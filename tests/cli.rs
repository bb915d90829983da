use async_trait::async_trait;
use clap::error::ErrorKind;
use scopewire::cli::apps::db::{
    execute, CreateOutcome, DatabaseAdmin, DbApp, DbCommand, DbReport, DropOutcome, Prompt,
};
use scopewire::testing::TestHarness;
use scopewire::{CliBuilder, Entrypoint, Error, Settings};
use std::collections::HashSet;
use std::sync::atomic::{AtomicUsize, Ordering};
use std::sync::{Arc, Mutex};

#[derive(Default)]
struct FakeServer {
    databases: Mutex<HashSet<String>>,
    calls: AtomicUsize,
}

struct FakeAdmin(Arc<FakeServer>);

#[async_trait]
impl DatabaseAdmin for FakeAdmin {
    async fn create_database(&self, name: &str) -> Result<CreateOutcome, sqlx::Error> {
        self.0.calls.fetch_add(1, Ordering::SeqCst);
        if self.0.databases.lock().unwrap().insert(name.to_string()) {
            Ok(CreateOutcome::Created)
        } else {
            Ok(CreateOutcome::AlreadyExists)
        }
    }

    async fn drop_database(&self, name: &str) -> Result<DropOutcome, sqlx::Error> {
        self.0.calls.fetch_add(1, Ordering::SeqCst);
        if self.0.databases.lock().unwrap().remove(name) {
            Ok(DropOutcome::Dropped)
        } else {
            Ok(DropOutcome::Missing)
        }
    }
}

struct ScriptedPrompt {
    answer: bool,
    asked: Arc<Mutex<Vec<String>>>,
}

#[async_trait]
impl Prompt for ScriptedPrompt {
    async fn confirm(&self, message: &str) -> std::io::Result<bool> {
        self.asked.lock().unwrap().push(message.to_string());
        Ok(self.answer)
    }
}

struct Fixture {
    harness: TestHarness,
    server: Arc<FakeServer>,
    asked: Arc<Mutex<Vec<String>>>,
}

fn fixture(answer: bool) -> Fixture {
    let server = Arc::new(FakeServer::default());
    let asked = Arc::new(Mutex::new(Vec::new()));

    let harness = TestHarness::with_settings(Settings::for_database("app")).unwrap();
    let admin: Box<dyn DatabaseAdmin> = Box::new(FakeAdmin(server.clone()));
    let prompt: Box<dyn Prompt> = Box::new(ScriptedPrompt {
        answer,
        asked: asked.clone(),
    });
    let admin_guard = harness.container().override_constant(admin);
    let prompt_guard = harness.container().override_constant(prompt);

    Fixture {
        harness: harness.keep(admin_guard).keep(prompt_guard),
        server,
        asked,
    }
}

async fn run(entrypoint: &Entrypoint, command: DbCommand) -> DbReport {
    entrypoint
        .run(|ctx| async move { execute(&ctx, command).await })
        .await
        .unwrap()
}

#[tokio::test]
async fn test_create_twice_reports_existing() {
    let fx = fixture(true);
    let entrypoint = fx.harness.entrypoint();

    let first = run(&entrypoint, DbCommand::Create { database_name: None }).await;
    let second = run(&entrypoint, DbCommand::Create { database_name: None }).await;

    assert_eq!(first, DbReport::Created("app".into()));
    assert_eq!(second, DbReport::AlreadyExists("app".into()));
    assert_eq!(
        second.message().unwrap(),
        "\"app\" database already exists."
    );
    assert_eq!(fx.server.calls.load(Ordering::SeqCst), 2);
}

#[tokio::test]
async fn test_explicit_name_wins() {
    let fx = fixture(true);
    let report = run(
        &fx.harness.entrypoint(),
        DbCommand::Create {
            database_name: Some("other".into()),
        },
    )
    .await;
    assert_eq!(report, DbReport::Created("other".into()));
    assert!(fx.server.databases.lock().unwrap().contains("other"));
}

#[tokio::test]
async fn test_declined_drop_never_touches_the_server() {
    let fx = fixture(false);
    fx.server.databases.lock().unwrap().insert("app".into());

    let report = run(
        &fx.harness.entrypoint(),
        DbCommand::Drop {
            database_name: None,
            yes: false,
        },
    )
    .await;

    assert_eq!(report, DbReport::Cancelled("app".into()));
    assert_eq!(report.message(), None);
    assert_eq!(fx.server.calls.load(Ordering::SeqCst), 0);
    assert_eq!(
        *fx.asked.lock().unwrap(),
        ["Are you sure you want to delete \"app\" database?"]
    );
}

#[tokio::test]
async fn test_confirmed_drop_and_missing_database() {
    let fx = fixture(true);
    fx.server.databases.lock().unwrap().insert("app".into());
    let entrypoint = fx.harness.entrypoint();
    let drop = || DbCommand::Drop {
        database_name: None,
        yes: false,
    };

    assert_eq!(run(&entrypoint, drop()).await, DbReport::Dropped("app".into()));
    assert_eq!(run(&entrypoint, drop()).await, DbReport::Missing("app".into()));
    assert_eq!(fx.asked.lock().unwrap().len(), 2);
}

#[tokio::test]
async fn test_drop_then_create_reports_each_command_outcome() {
    let fx = fixture(true);
    let entrypoint = fx.harness.entrypoint();
    let drop = DbCommand::Drop {
        database_name: None,
        yes: true,
    };

    assert_eq!(run(&entrypoint, drop.clone()).await, DbReport::Missing("app".into()));
    assert_eq!(
        run(&entrypoint, DbCommand::Create { database_name: None }).await,
        DbReport::Created("app".into())
    );
    assert_eq!(run(&entrypoint, drop).await, DbReport::Dropped("app".into()));
}

#[tokio::test]
async fn test_yes_flag_skips_prompt() {
    let fx = fixture(false);
    fx.server.databases.lock().unwrap().insert("app".into());

    let report = run(
        &fx.harness.entrypoint(),
        DbCommand::Drop {
            database_name: None,
            yes: true,
        },
    )
    .await;

    assert_eq!(report, DbReport::Dropped("app".into()));
    assert!(fx.asked.lock().unwrap().is_empty());
}

#[test]
fn test_cli_dispatches_to_db_group() {
    let fx = fixture(true);
    let cli = CliBuilder::new(fx.harness.entrypoint()).include_app(DbApp).build();

    cli.run_from(["scopewire", "db", "create"]).unwrap();
    cli.run_from(["scopewire", "db", "drop", "--yes"]).unwrap();

    assert_eq!(fx.server.calls.load(Ordering::SeqCst), 2);
    assert!(fx.server.databases.lock().unwrap().is_empty());
}

#[test]
fn test_help_and_usage_errors_need_no_settings() {
    let dir = tempfile::tempdir().unwrap();
    let cli = CliBuilder::new(Entrypoint::from_env_file(dir.path().join(".env")))
        .include_app(DbApp)
        .build();

    let kind = |args: &[&str]| match cli.run_from(args.iter().copied()) {
        Err(Error::Cli(err)) => err.kind(),
        other => panic!("expected a clap error, got {other:?}"),
    };

    assert_eq!(kind(&["scopewire", "--help"]), ErrorKind::DisplayHelp);
    assert_eq!(kind(&["scopewire", "db", "--help"]), ErrorKind::DisplayHelp);
    assert_eq!(
        kind(&["scopewire"]),
        ErrorKind::DisplayHelpOnMissingArgumentOrSubcommand
    );
    assert_eq!(kind(&["scopewire", "db", "frobnicate"]), ErrorKind::InvalidSubcommand);
}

=====

#### Work instructions
Where the line holding "let first = run(&entrypoint, DbCommand::Create" appears in the listing above, start reproducing exactly, and end with the line holding "you sure you".

#### Task solution
    let first = run(&entrypoint, DbCommand::Create { database_name: None }).await;
    let second = run(&entrypoint, DbCommand::Create { database_name: None }).await;

    assert_eq!(first, DbReport::Created("app".into()));
    assert_eq!(second, DbReport::AlreadyExists("app".into()));
    assert_eq!(
        second.message().unwrap(),
        "\"app\" database already exists."
    );
    assert_eq!(fx.server.calls.load(Ordering::SeqCst), 2);
}

#[tokio::test]
async fn test_explicit_name_wins() {
    let fx = fixture(true);
    let report = run(
        &fx.harness.entrypoint(),
        DbCommand::Create {
            database_name: Some("other".into()),
        },
    )
    .await;
    assert_eq!(report, DbReport::Created("other".into()));
    assert!(fx.server.databases.lock().unwrap().contains("other"));
}

#[tokio::test]
async fn test_declined_drop_never_touches_the_server() {
    let fx = fixture(false);
    fx.server.databases.lock().unwrap().insert("app".into());

    let report = run(
        &fx.harness.entrypoint(),
        DbCommand::Drop {
            database_name: None,
            yes: false,
        },
    )
    .await;

    assert_eq!(report, DbReport::Cancelled("app".into()));
    assert_eq!(report.message(), None);
    assert_eq!(fx.server.calls.load(Ordering::SeqCst), 0);
    assert_eq!(
        *fx.asked.lock().unwrap(),
        ["Are you sure you want to delete \"app\" database?"]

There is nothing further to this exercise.